What’s not to love about a game that revolves around lying, bribing, pleading, and coercing your friends into letting you get away with treason? Let me start by saying that I love a game that involves bluffing. There’s something that just feels so right about being a dirty rotten scoundrel from the most wretched hive of scum and villainy in all of England. Games that focus on bluffing like this aren’t just about trying to beat the system. It’s about trying to outwit your friends – the ones that know just how clever you can be and that sometimes know your tactics better than even you do.

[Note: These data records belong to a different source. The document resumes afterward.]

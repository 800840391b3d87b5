//! Storage failures and their mapping onto session errors.

use std::fmt::Display;

use derive_more::{Display, Error};
use tictactoe_core::SessionError;
use tracing::instrument;

/// Database error with location tracking.
#[derive(Debug, Clone, Display, Error)]
#[display("Database error: {} at {}:{}", message, file, line)]
pub struct DbError {
    /// Error message.
    pub message: String,
    /// Line number where error occurred.
    pub line: u32,
    /// Source file where error occurred.
    pub file: &'static str,
}

impl DbError {
    /// Creates a new database error with caller location tracking.
    #[track_caller]
    #[instrument(skip(message))]
    pub fn new(message: impl Into<String>) -> Self {
        let loc = std::panic::Location::caller();
        Self {
            message: message.into(),
            line: loc.line(),
            file: loc.file(),
        }
    }

    /// The database at `path` could not be opened.
    #[track_caller]
    pub fn connect(path: &str, reason: impl Display) -> Self {
        Self::new(format!("Failed to connect to '{}': {}", path, reason))
    }

    /// A schema migration failed.
    #[track_caller]
    pub fn migration(reason: impl Display) -> Self {
        Self::new(format!("Migration failed: {}", reason))
    }

    /// A stored column holds a value the engine cannot read back.
    #[track_caller]
    pub fn corrupt_column(column: &str, value: &str, reason: impl Display) -> Self {
        Self::new(format!("Invalid {} column '{}': {}", column, value, reason))
    }
}

impl From<diesel::result::Error> for DbError {
    #[track_caller]
    fn from(err: diesel::result::Error) -> Self {
        Self::new(format!("Query failed: {}", err))
    }
}

/// Storage failures reach callers as `Storage` session errors.
impl From<DbError> for SessionError {
    #[track_caller]
    fn from(err: DbError) -> Self {
        SessionError::storage(err.to_string())
    }
}

#[cfg(test)]
mod tests {
    use super::*;
    use tictactoe_core::SessionErrorKind;

    #[test]
    fn test_corrupt_column_names_the_column() {
        let err = DbError::corrupt_column("state", "sideways", "no such variant");
        assert!(err.message.contains("state"));
        assert!(err.message.contains("sideways"));
        assert!(err.file.ends_with("error.rs"));
    }

    #[test]
    fn test_converts_to_storage_kind() {
        let err: SessionError = DbError::migration("disk full").into();
        assert!(matches!(err.kind, SessionErrorKind::Storage(ref m) if m.contains("disk full")));
        assert!(!err.is_retryable());
    }
}
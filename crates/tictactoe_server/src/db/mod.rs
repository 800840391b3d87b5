//! SQLite persistence for game sessions.

mod error;
mod models;
mod repository;
mod schema; // Diesel generated schema - internal use only

pub use error::DbError;
pub use models::{SessionChanges, SessionRow};
pub use repository::{MIGRATIONS, SqliteSessionStore};
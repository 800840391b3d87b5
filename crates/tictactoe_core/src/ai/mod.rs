//! AI opponent.
//!
//! Three policies, selected by [`Difficulty`]:
//!
//! - **Easy** picks uniformly among empty cells.
//! - **Medium** plays like Easy with probability
//!   [`RANDOM_MOVE_PROBABILITY`] and like Hard otherwise.
//! - **Hard** runs a full [`Minimax`] search and picks uniformly among all
//!   optimal replies, so equally good games vary from one session to the next.
//!
//! The random source is always passed in.

mod minimax;

pub use minimax::{MAX_SCORE, Minimax, SearchResult};

use crate::board::{Board, Cell, Mark, Point};
use crate::rules::{GameStatus, status};
use crate::state::Difficulty;
use rand::Rng;
use rand::seq::SliceRandom;
use tracing::{debug, instrument};

/// Chance that a Medium AI plays a random move instead of searching.
pub const RANDOM_MOVE_PROBABILITY: f64 = 0.30;

/// Chooses the AI's next move for `mark`, or `None` if no cell is empty.
#[instrument(skip(board, rng), fields(board = %board.to_compact()))]
pub fn choose_move<R: Rng + ?Sized>(
    board: &Board,
    mark: Mark,
    difficulty: Difficulty,
    rng: &mut R,
) -> Option<Point> {
    match difficulty {
        Difficulty::Easy => random_move(board, rng),
        Difficulty::Medium => {
            if rng.gen_bool(RANDOM_MOVE_PROBABILITY) {
                debug!("Medium AI playing randomly");
                random_move(board, rng)
            } else {
                best_move(board, mark, rng)
            }
        }
        Difficulty::Hard => best_move(board, mark, rng),
    }
}

/// Uniformly random empty cell.
pub fn random_move<R: Rng + ?Sized>(board: &Board, rng: &mut R) -> Option<Point> {
    board.empty_points().choose(rng).copied()
}

/// A uniformly random choice among all optimal moves for `mark`.
pub fn best_move<R: Rng + ?Sized>(board: &Board, mark: Mark, rng: &mut R) -> Option<Point> {
    let result = Minimax::new(board, mark).search()?;
    result.best_moves.choose(rng).copied()
}

/// A finished AI-versus-AI game.
#[derive(Debug, Clone, PartialEq, Eq)]
pub struct SelfPlayGame {
    /// Final board.
    pub board: Board,
    /// How the game ended.
    pub status: GameStatus,
    /// Moves in the order they were played, X first.
    pub moves: Vec<Point>,
}

/// Plays one game from an empty board, X with `x` and O with `o`.
#[instrument(skip(rng))]
pub fn self_play<R: Rng + ?Sized>(x: Difficulty, o: Difficulty, rng: &mut R) -> SelfPlayGame {
    let mut board = Board::new();
    let mut moves = Vec::with_capacity(Board::CELLS);
    let mut mark = Mark::X;

    while status(&board) == GameStatus::InProgress {
        let difficulty = match mark {
            Mark::X => x,
            Mark::O => o,
        };
        let Some(point) = choose_move(&board, mark, difficulty, rng) else {
            break;
        };
        board.set(point, Cell::Occupied(mark));
        moves.push(point);
        mark = mark.opponent();
    }

    let outcome = status(&board);
    debug!(?outcome, moves = moves.len(), "Self-play finished");
    SelfPlayGame {
        board,
        status: outcome,
        moves,
    }
}
//! Tic-tac-toe session service.
//!
//! Wraps the engine in `tictactoe_core` with persistence, push
//! notifications and configuration:
//!
//! - [`SessionService`] orchestrates every session operation
//! - [`SessionStore`] is the storage seam, with [`MemorySessionStore`] and
//!   [`SqliteSessionStore`] behind it
//! - [`SessionNotifier`] pushes updates, [`BroadcastHub`] over tokio channels

#![warn(missing_docs)]
#![forbid(unsafe_code)]

mod config;
mod notify;
mod service;
mod store;

pub mod db;
pub mod play;

pub use config::{ConfigError, DATABASE_URL_VAR, DEFAULT_CONFIG_FILE, LOG_LEVEL_VAR, ServerConfig};
pub use db::{DbError, SqliteSessionStore};
pub use notify::{BroadcastHub, SessionNotifier, SessionUpdate, UpdateKind};
pub use service::SessionService;
pub use store::{MemorySessionStore, SessionStore, is_available_for, is_finished_for};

In Sheriff of Nottingham, you and up to four others play as merchants trying to get through the city gates of the great Nottingham! Each round you’ll declare goods (in the form of cards stuffed into snap-fastened pouches) and intermittently try to sneak in valuable contraband to help out the infamous Robin Hood and his Merry Men. Each round, one player takes on the role of the honorable Sheriff of Nottingham, opening merchants’ pouches if he suspects smuggling – but paying a high price if he guesses wrong. If he catches the merchant smuggling, however, that merchant pays the high price instead. This can all be gotten around by trying to bribe the sheriff to not check a player’s bag. If the sheriff accepts the generous contribution towards his re-election campaign, he cannot also check the bag and must hand it back to the player.
The game is designed by Sergio Halaban and Andre Zatz of Arcane Wonders and is meant to be played by 3 to 5 players of ages 14 and up. It takes about an hour or so to play (depending on whether or not you set time limits on turns) and retails for $34.99 from most retailers.
Sheriff of Nottingham is definitely one of the year’s best bluffing games so far and is highly recommended if you’ve always wanted to support your local law enforcement, feel like outwitting your friends, or wondered what being a merchant in the Middle Ages must have felt like. Should you play it safe with legal goods like chicken and bread or are you willing to risk everything in support of Robin Hood’s cause and sneak in the most illicit contraband known to England such as silk and gouda cheese? What if you’re the sheriff? How straight an arrow will you be or will you play the corrupt official working for Prince John?
(Note: No men in tights, heart-cutting spoons, trigger happy birdbrains, or hipster archers are included in this game’s components. Sorry folks.)